▶ [Exercise aim]:
Pick every line from the data that holds the word "opened".
▼▼▼
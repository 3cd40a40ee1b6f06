//! Property-based tests for record protection.
//!
//! Three properties hold for every suite, key, sequence number, and
//! payload: sealing then opening is the identity, identical inputs give
//! identical bytes, and flipping any single bit of the ciphertext or any
//! field of the additional data makes the open fail authentication.

use proptest::prelude::*;
use tandem_crypto::{
    AeadAlgorithm, ContentType, CryptoError, ProtocolVersion, open_record, seal_record,
};

fn algorithm() -> impl Strategy<Value = AeadAlgorithm> {
    prop_oneof![
        Just(AeadAlgorithm::Aes128Gcm),
        Just(AeadAlgorithm::Aes256Gcm),
        Just(AeadAlgorithm::Aes128Ccm),
        Just(AeadAlgorithm::ChaCha20Poly1305),
    ]
}

fn content_type() -> impl Strategy<Value = ContentType> {
    prop_oneof![
        Just(ContentType::ChangeCipherSpec),
        Just(ContentType::Alert),
        Just(ContentType::Handshake),
        Just(ContentType::ApplicationData),
    ]
}

/// An algorithm with a correctly sized key and fixed IV.
fn keyed_algorithm() -> impl Strategy<Value = (AeadAlgorithm, Vec<u8>, Vec<u8>)> {
    algorithm().prop_flat_map(|algorithm| {
        (
            Just(algorithm),
            proptest::collection::vec(any::<u8>(), algorithm.key_len()),
            proptest::collection::vec(any::<u8>(), algorithm.fixed_iv_len()),
        )
    })
}

proptest! {
    #[test]
    fn seal_open_round_trip(
        (algorithm, key, iv) in keyed_algorithm(),
        seq in any::<u64>(),
        content_type in content_type(),
        plaintext in proptest::collection::vec(any::<u8>(), 0..512),
    ) {
        let sealed = seal_record(
            algorithm, &key, &iv, seq, content_type, ProtocolVersion::TLS12, &plaintext,
        ).expect("seal");
        prop_assert_eq!(sealed.len(), plaintext.len() + 16);

        let opened = open_record(
            algorithm, &key, &iv, seq, content_type, ProtocolVersion::TLS12, &sealed,
        ).expect("open");
        prop_assert_eq!(opened, plaintext);
    }

    #[test]
    fn seal_is_deterministic(
        (algorithm, key, iv) in keyed_algorithm(),
        seq in any::<u64>(),
        plaintext in proptest::collection::vec(any::<u8>(), 0..256),
    ) {
        let first = seal_record(
            algorithm, &key, &iv, seq, ContentType::ApplicationData,
            ProtocolVersion::TLS12, &plaintext,
        ).expect("seal");
        let second = seal_record(
            algorithm, &key, &iv, seq, ContentType::ApplicationData,
            ProtocolVersion::TLS12, &plaintext,
        ).expect("seal");
        prop_assert_eq!(first, second);
    }

    #[test]
    fn any_flipped_ciphertext_bit_fails_authentication(
        (algorithm, key, iv) in keyed_algorithm(),
        seq in any::<u64>(),
        plaintext in proptest::collection::vec(any::<u8>(), 1..256),
        bit in any::<usize>(),
    ) {
        let mut sealed = seal_record(
            algorithm, &key, &iv, seq, ContentType::ApplicationData,
            ProtocolVersion::TLS12, &plaintext,
        ).expect("seal");

        let bit = bit % (sealed.len() * 8);
        sealed[bit / 8] ^= 1 << (bit % 8);

        let result = open_record(
            algorithm, &key, &iv, seq, ContentType::ApplicationData,
            ProtocolVersion::TLS12, &sealed,
        );
        prop_assert_eq!(result, Err(CryptoError::AuthenticationFailed));
    }

    #[test]
    fn wrong_sequence_number_fails_authentication(
        (algorithm, key, iv) in keyed_algorithm(),
        seq in 0..u64::MAX - 1,
        offset in 1..1000u64,
        plaintext in proptest::collection::vec(any::<u8>(), 0..128),
    ) {
        let sealed = seal_record(
            algorithm, &key, &iv, seq, ContentType::ApplicationData,
            ProtocolVersion::TLS12, &plaintext,
        ).expect("seal");

        let result = open_record(
            algorithm, &key, &iv, seq.wrapping_add(offset), ContentType::ApplicationData,
            ProtocolVersion::TLS12, &sealed,
        );
        prop_assert_eq!(result, Err(CryptoError::AuthenticationFailed));
    }

    #[test]
    fn wrong_content_type_fails_authentication(
        (algorithm, key, iv) in keyed_algorithm(),
        seq in any::<u64>(),
        plaintext in proptest::collection::vec(any::<u8>(), 0..128),
    ) {
        let sealed = seal_record(
            algorithm, &key, &iv, seq, ContentType::Handshake,
            ProtocolVersion::TLS12, &plaintext,
        ).expect("seal");

        let result = open_record(
            algorithm, &key, &iv, seq, ContentType::ApplicationData,
            ProtocolVersion::TLS12, &sealed,
        );
        prop_assert_eq!(result, Err(CryptoError::AuthenticationFailed));
    }

    #[test]
    fn wrong_version_fails_authentication(
        (algorithm, key, iv) in keyed_algorithm(),
        seq in any::<u64>(),
        plaintext in proptest::collection::vec(any::<u8>(), 0..128),
    ) {
        let sealed = seal_record(
            algorithm, &key, &iv, seq, ContentType::ApplicationData,
            ProtocolVersion::TLS12, &plaintext,
        ).expect("seal");

        // TLS 1.1 in the AAD.
        let result = open_record(
            algorithm, &key, &iv, seq, ContentType::ApplicationData,
            ProtocolVersion { major: 3, minor: 2 }, &sealed,
        );
        prop_assert_eq!(result, Err(CryptoError::AuthenticationFailed));
    }

    #[test]
    fn wrong_key_fails_authentication(
        (algorithm, key, iv) in keyed_algorithm(),
        seq in any::<u64>(),
        plaintext in proptest::collection::vec(any::<u8>(), 0..128),
        flip in any::<u8>(),
    ) {
        let sealed = seal_record(
            algorithm, &key, &iv, seq, ContentType::ApplicationData,
            ProtocolVersion::TLS12, &plaintext,
        ).expect("seal");

        let mut wrong_key = key.clone();
        wrong_key[0] ^= flip | 1;

        let result = open_record(
            algorithm, &wrong_key, &iv, seq, ContentType::ApplicationData,
            ProtocolVersion::TLS12, &sealed,
        );
        prop_assert_eq!(result, Err(CryptoError::AuthenticationFailed));
    }
}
▲▲▲
▶ [Solved exercise]:
        let opened = open_record(
        prop_assert_eq!(opened, plaintext);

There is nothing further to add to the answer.